There is nothing permanent except change. ~ Heraclitus

I’ve been meaning to write a post about location independence for a while now… mainly discussing how I’ve been combining work with travel in the last two years and how a PO Box is now my official residence in Australia after recently selling a lot of my stuff. However, I’m going to focus on transience and impermanence, rather than the resulting actions.

You see, I’ve been pondering about how my life has been evolving and the role of the digital world in facilitating this change. I’ve noticed my outer world isn’t as simple or straightforward as it once was – I don’t have a well documented formula to replicate (hello 9-5) and I can’t look around me for guidance. After all, I only know a handful of people able to freely choose their current location, especially at short notice. In a way, it feels those of us experimenting with these shifts are pioneers – prototyping plausible existences in public forums for what’s hopefully the benefit of others. And don’t get me wrong, I understand this position is a rarity and somewhat idealistic in approach – I certainly won’t crave this lifestyle if and when I’m a mother!

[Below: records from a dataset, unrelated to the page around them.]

//! Entity records
//!
//! A single record type covers every renderable kind; per-kind state lives
//! in the [`KindData`] tag and behavior dispatches on it. Wheels are owned
//! sub-entities of a vehicle and never enter the pool on their own.

use crate::snapshot::{Heading, SignalState};
use crossway_core::{Color, Material, Transform, Vec3};

/// How many render frames a position update is smoothed over
pub const DEFAULT_CYCLE_FRAMES: u32 = 30;

/// Vertical offset applied to reported vehicle positions so car bodies sit
/// on the road surface instead of intersecting it
pub const VEHICLE_LIFT: f32 = 0.1;

/// Relative wheel offsets from the vehicle origin: front-left, front-right,
/// rear-left, rear-right. Fixed for the vehicle's lifetime.
pub const WHEEL_OFFSETS: [Vec3; 4] = [
    Vec3::new(0.3, 0.05, -0.25),
    Vec3::new(0.3, 0.05, 0.25),
    Vec3::new(-0.3, 0.05, -0.25),
    Vec3::new(-0.3, 0.05, 0.25),
];

/// The closed set of renderable kinds
#[derive(Clone, Copy, Debug, PartialEq, Eq, Hash)]
pub enum EntityKind {
    Vehicle,
    TrafficLight,
    Road,
    Building,
    Destination,
    Wheel,
}

/// Frame interpolation state for a moving entity.
///
/// `frame_in_cycle` counts up to `total_cycle_frames` and saturates there;
/// at the bound the interpolated position equals `end` exactly and holds
/// until the next retarget.
#[derive(Clone, Copy, Debug, PartialEq)]
pub struct Motion {
    pub start: Vec3,
    pub end: Vec3,
    pub frame_in_cycle: u32,
    pub total_cycle_frames: u32,
}

impl Motion {
    /// Motion at rest: start == end == `position`
    pub fn at(position: Vec3, total_cycle_frames: u32) -> Self {
        Self {
            start: position,
            end: position,
            frame_in_cycle: 0,
            total_cycle_frames: total_cycle_frames.max(1),
        }
    }

    /// Restart the cycle toward a new target
    pub fn retarget(&mut self, from: Vec3, to: Vec3) {
        self.start = from;
        self.end = to;
        self.frame_in_cycle = 0;
    }

    /// Advance one frame and return the interpolated position
    pub fn advance(&mut self) -> Vec3 {
        if self.frame_in_cycle < self.total_cycle_frames {
            self.frame_in_cycle += 1;
        }
        self.position()
    }

    /// Position at the current cycle frame
    pub fn position(&self) -> Vec3 {
        if self.frame_in_cycle >= self.total_cycle_frames {
            return self.end;
        }
        let t = self.frame_in_cycle as f32 / self.total_cycle_frames as f32;
        Vec3::lerp(self.start, self.end, t)
    }

    /// True once the cycle has run to completion
    pub fn converged(&self) -> bool {
        self.frame_in_cycle >= self.total_cycle_frames
    }
}

/// A wheel owned by a vehicle; its position is a fixed offset from the
/// vehicle origin
#[derive(Clone, Copy, Debug, PartialEq)]
pub struct Wheel {
    pub offset: Vec3,
}

impl Wheel {
    /// The four wheels every vehicle is created with
    pub fn standard_set() -> [Wheel; 4] {
        WHEEL_OFFSETS.map(|offset| Wheel { offset })
    }
}

/// Per-kind entity state
#[derive(Clone, Debug)]
pub enum KindData {
    Vehicle {
        motion: Motion,
        heading: Heading,
        wheels: [Wheel; 4],
    },
    TrafficLight {
        state: SignalState,
        orientation: Heading,
    },
    Road {
        direction: Heading,
    },
    Building,
    Destination,
}

impl KindData {
    /// Vehicle data at rest at `position`
    pub fn vehicle_at(position: Vec3, heading: Heading, total_cycle_frames: u32) -> Self {
        KindData::Vehicle {
            motion: Motion::at(position, total_cycle_frames),
            heading,
            wheels: Wheel::standard_set(),
        }
    }
}

/// A renderable entity: identity, transform, visuals, and kind state
#[derive(Clone, Debug)]
pub struct Entity {
    /// Server-assigned identifier, unique within the entity's kind
    pub id: String,
    pub transform: Transform,
    pub color: Color,
    pub material: Material,
    pub data: KindData,
}

impl Entity {
    pub fn new(id: impl Into<String>, data: KindData) -> Self {
        Self {
            id: id.into(),
            transform: Transform::default(),
            color: Color::WHITE,
            material: Material::default(),
            data,
        }
    }

    pub fn kind(&self) -> EntityKind {
        match self.data {
            KindData::Vehicle { .. } => EntityKind::Vehicle,
            KindData::TrafficLight { .. } => EntityKind::TrafficLight,
            KindData::Road { .. } => EntityKind::Road,
            KindData::Building => EntityKind::Building,
            KindData::Destination => EntityKind::Destination,
        }
    }

    /// The entity's local-to-world matrix, recomputed from the transform
    pub fn world_matrix(&self) -> [[f32; 4]; 4] {
        self.transform.to_matrix()
    }
}

#[cfg(test)]
mod tests {
    use super::*;

    #[test]
    fn motion_converges_exactly() {
        let mut motion = Motion::at(Vec3::ZERO, 30);
        motion.retarget(Vec3::ZERO, Vec3::new(3.0, 0.0, 0.0));

        for frame in 1..=30 {
            let pos = motion.advance();
            if frame == 15 {
                assert_eq!(pos.x, 1.5);
            }
        }
        assert_eq!(motion.position(), Vec3::new(3.0, 0.0, 0.0));
        assert!(motion.converged());

        // Further frames hold the endpoint with no overshoot
        for _ in 0..10 {
            assert_eq!(motion.advance(), Vec3::new(3.0, 0.0, 0.0));
        }
    }

    #[test]
    fn motion_at_rest_stays_put() {
        let mut motion = Motion::at(Vec3::new(2.0, 1.0, 2.0), 30);
        for _ in 0..5 {
            assert_eq!(motion.advance(), Vec3::new(2.0, 1.0, 2.0));
        }
    }

    #[test]
    fn zero_cycle_is_clamped() {
        let motion = Motion::at(Vec3::ZERO, 0);
        assert_eq!(motion.total_cycle_frames, 1);
    }

    #[test]
    fn kind_follows_data() {
        let e = Entity::new("b1", KindData::Building);
        assert_eq!(e.kind(), EntityKind::Building);
        let v = Entity::new(
            "v1",
            KindData::vehicle_at(Vec3::ZERO, Heading::Right, DEFAULT_CYCLE_FRAMES),
        );
        assert_eq!(v.kind(), EntityKind::Vehicle);
    }

    #[test]
    fn every_vehicle_owns_four_wheels() {
        let v = Entity::new(
            "v1",
            KindData::vehicle_at(Vec3::ZERO, Heading::Right, DEFAULT_CYCLE_FRAMES),
        );
        let KindData::Vehicle { wheels, .. } = &v.data else {
            panic!("expected vehicle data");
        };
        assert_eq!(wheels.len(), 4);
        for (wheel, offset) in wheels.iter().zip(WHEEL_OFFSETS) {
            assert_eq!(wheel.offset, offset);
        }
    }
}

Firstly, I believe transience is coming about due to changes in our work, which are largely a result of advances in technology. As soon as flexibility and freedom from a physical world arrive, we are given the opportunity to decide on location for ourselves. I first got a taste for this flexibility when I started connecting with web developers – specifically the Ruby on Rails community. Here, these well-paid, mostly-male, mid-20’s programmers were deciding when and where they wanted to work. They seemingly had no problem travelling all over the world for some boutique conference or camp to enjoy some in-person time and global learning. While I wasn’t about to run away, clock up activity on my GitHub account and learn a cucumber isn’t just a vegetable – I was wondering how I could hack my life to make something similar work for me.

Working in a progressive area and on the web, I was fortunate to mash up a situation that’s allowed me to increase my awareness of the globe by seeing more of it. Working with companies that get it (especially travel-related) and creating something yourself has helped me to sustain my activities. Through these endeavours, I’ve journeyed through North America, Europe, Asia and Australasia in the past 12 months. I’m writing this post from a peaceful and tropical Port Douglas in Far North Queensland, before heading back to Melbourne via a Brisbane Fetch-launching stopover. I doubt I’d have seen as much as I have without having to quit everything to take time out for purely travelling.

One of the things I love about transience is it allows me to change and be agile in my existence. I feel like I’ve been growing so much as an individual in recent times, that having the freedom to take opportunities as they come or just be has allowed me to live more authentically in time and space. One of the things I don’t love so much is the impact of transience on relationships. I’m a fierce loyalist to my friends and circle, and it saddens me when I have to let go of a relationship. In my ideal world, we could all nurture each other and give attention to every connection. However when you’re on the go, the cherished face-to-face interaction dwindles and people soon forget about those not close by. In our often status-update-focused worlds, it’s now easy to have ambient awareness without ever having to ask a “How are you?”.

Above all, transience is about having no fear about what the future may hold. I understand what I am subject to now can change and change quickly, and what I thought were anchors and stability, gone. We’re all a target of this and even a 15-year commitment to one company doesn’t offer much security in the current economy. It seems I’m able to still arrive at the place I wanted to be though – with thanks to a vision and a rough plan. My energy and motivation levels flourish without having to fight an alternate path too.

The next steps for me involve embodying inner impermanence as a lifelong concept while returning to longer stints with my outer location. Thank you for listening and here’s to upcoming adventures and explorative living!


5 thoughts on “Transience

  1. You touch on this but for me location-independent life-style goes hand-in-hand with the Buddhist teachings of realizing the Impermanence of all things, becoming free from attachments and living in the present moment. I agree it is difficult to let go of certain things or people, and to trust in an unplanned future but the freedom that is gained can be very empowering and I think quite emotionally healthy.

  2. Great post Kate. I’m currently on my first, two month attempt at something similar.

    You’re right – there is an element of breaking new ground and defining your life for yourself. Challenges make us feel alive – whether personal, such as in communicating across language carriers, or professional, such as where to find good internet/a workspace/dealing with time differences!

    I would love to hear more about the practical aspects of your travel/work experience.

  3. Thanks all, really appreciate it and see you tomorrow night Liz!